● Work request
From the first line of the data below, copy each line up to the one containing "pub const FAVORITES_KEY: &str", and include that line too.

Stored items:
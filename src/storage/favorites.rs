//! Favorites persistence on top of a [`KeyValueStore`].

use std::sync::Arc;

use super::store::KeyValueStore;
use crate::model::NameRecord;

/// Storage key holding the JSON array of favorite records.
pub const FAVORITES_KEY: &str = "favoriteBabyNames";

/// Loads and saves the favorites list.
///
/// Failures never reach the caller: a bad read yields an empty list and a
/// bad write is logged and dropped.
#[derive(Clone)]
pub struct FavoritesStore {
    store: Arc<dyn KeyValueStore>,
}

impl FavoritesStore {
    pub fn new(store: Arc<dyn KeyValueStore>) -> Self {
        Self { store }
    }

    pub fn load(&self) -> Vec<NameRecord> {
        let raw = match self.store.get(FAVORITES_KEY) {
            Ok(Some(raw)) => raw,
            Ok(None) => return Vec::new(),
            Err(err) => {
                tracing::warn!(error = %err, "Failed to load favorites");
                return Vec::new();
            }
        };

        match serde_json::from_str::<Vec<NameRecord>>(&raw) {
            Ok(favorites) => {
                tracing::debug!(count = favorites.len(), "Loaded favorites");
                favorites
            }
            Err(err) => {
                tracing::warn!(error = %err, "Stored favorites are corrupt, starting empty");
                Vec::new()
            }
        }
    }

    pub fn save(&self, favorites: &[NameRecord]) {
        let json = match serde_json::to_string(favorites) {
            Ok(json) => json,
            Err(err) => {
                tracing::error!(error = %err, "Failed to serialize favorites");
                return;
            }
        };

        if let Err(err) = self.store.set(FAVORITES_KEY, &json) {
            tracing::error!(error = %err, "Failed to save favorites");
        }
    }
}
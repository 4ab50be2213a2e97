//! Prompt text and response schema for the name request.

use serde_json::{json, Value};

use crate::model::RequestParameters;

/// Number of names requested per generation.
pub const NAME_COUNT: usize = 6;

/// Decoding parameters for the text request.
pub const TEMPERATURE: f32 = 0.8;
pub const TOP_P: f32 = 0.9;

/// Natural-language prompt embedding the culture and starting letter.
pub fn build_prompt(params: &RequestParameters) -> String {
    format!(
        "Generate {count} baby names from {culture} culture that start with the letter '{letter}'. \
         For each name, provide its meaning. Also, for each name, create a short, creative, and \
         descriptive prompt for an image generation model to create an abstract and artistic \
         visual representation based on the name's meaning and origin. This prompt should \
         describe a beautiful and ethereal scene or concept.",
        count = NAME_COUNT,
        culture = params.culture(),
        letter = params.starting_letter(),
    )
}

/// Structured-output schema: an array of `{name, meaning, imagePrompt}`.
pub fn response_schema() -> Value {
    json!({
        "type": "ARRAY",
        "items": {
            "type": "OBJECT",
            "properties": {
                "name": {
                    "type": "STRING",
                    "description": "The generated baby name."
                },
                "meaning": {
                    "type": "STRING",
                    "description": "The meaning of the baby name."
                },
                "imagePrompt": {
                    "type": "STRING",
                    "description": "A creative and artistic prompt for an image generation model, based on the name's meaning and origin."
                }
            },
            "required": ["name", "meaning", "imagePrompt"]
        }
    })
}
use clap::{Parser, Subcommand};
use std::path::PathBuf;

#[derive(Parser, Debug)]
#[command(name = "babynames")]
#[command(about = "Generate baby name ideas with meanings and pictures", long_about = None)]
#[command(version)]
pub struct Cli {
    /// Config file to use instead of the default location.
    #[arg(long, global = true)]
    pub config: Option<PathBuf>,

    /// Keep favorites in memory only.
    #[arg(long, global = true)]
    pub ephemeral: bool,

    #[command(subcommand)]
    pub command: Option<Commands>,
}

#[derive(Subcommand, Debug)]
pub enum Commands {
    /// Generate names once and print them.
    Generate {
        #[arg(long)]
        culture: String,

        #[arg(long)]
        letter: String,

        #[arg(long)]
        json: bool,
    },

    /// Print saved favorites.
    Favorites {
        #[arg(long)]
        json: bool,
    },
}
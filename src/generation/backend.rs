//! Seam between the generation pipeline and a concrete AI provider.

use async_trait::async_trait;
use serde_json::Value;

use super::error::GenerationError;
use super::prompt::{build_prompt, response_schema, TEMPERATURE, TOP_P};
use crate::model::RequestParameters;

/// Structured-output text request.
#[derive(Debug, Clone, PartialEq)]
pub struct TextRequest {
    pub prompt: String,
    pub schema: Value,
    pub temperature: f32,
    pub top_p: f32,
}

impl TextRequest {
    /// Name request for the given parameters with fixed decoding settings.
    pub fn for_names(params: &RequestParameters) -> Self {
        Self {
            prompt: build_prompt(params),
            schema: response_schema(),
            temperature: TEMPERATURE,
            top_p: TOP_P,
        }
    }
}

/// Single-image request.
#[derive(Debug, Clone, PartialEq, Eq)]
pub struct ImageRequest {
    pub prompt: String,
    pub number_of_images: u32,
    pub output_mime_type: &'static str,
    pub aspect_ratio: &'static str,
}

impl ImageRequest {
    /// One square JPEG for `prompt`.
    pub fn square_jpeg(prompt: impl Into<String>) -> Self {
        Self {
            prompt: prompt.into(),
            number_of_images: 1,
            output_mime_type: "image/jpeg",
            aspect_ratio: "1:1",
        }
    }
}

/// Decoded image returned by the provider.
#[derive(Debug, Clone, PartialEq, Eq)]
pub struct ImagePayload {
    pub mime_type: String,
    pub bytes: Vec<u8>,
}

/// A generative AI provider able to answer text and image requests.
///
/// Implementations must be safe to call concurrently: the pipeline issues
/// all image requests of a batch at once.
#[async_trait]
pub trait GenAiBackend: Send + Sync {
    /// Returns the name of this backend for logging.
    fn name(&self) -> &'static str;

    /// Run a structured-output request and return the raw response text.
    async fn generate_text(&self, request: &TextRequest) -> Result<String, GenerationError>;

    /// Generate exactly one image.
    async fn generate_image(&self, request: &ImageRequest)
        -> Result<ImagePayload, GenerationError>;
}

● Task result
filename src/storage/favorites.rs
//! Favorites persistence on top of a [`KeyValueStore`].

use std::sync::Arc;

use super::store::KeyValueStore;
use crate::model::NameRecord;

/// Storage key holding the JSON array of favorite records.
pub const FAVORITES_KEY: &str = "favoriteBabyNames";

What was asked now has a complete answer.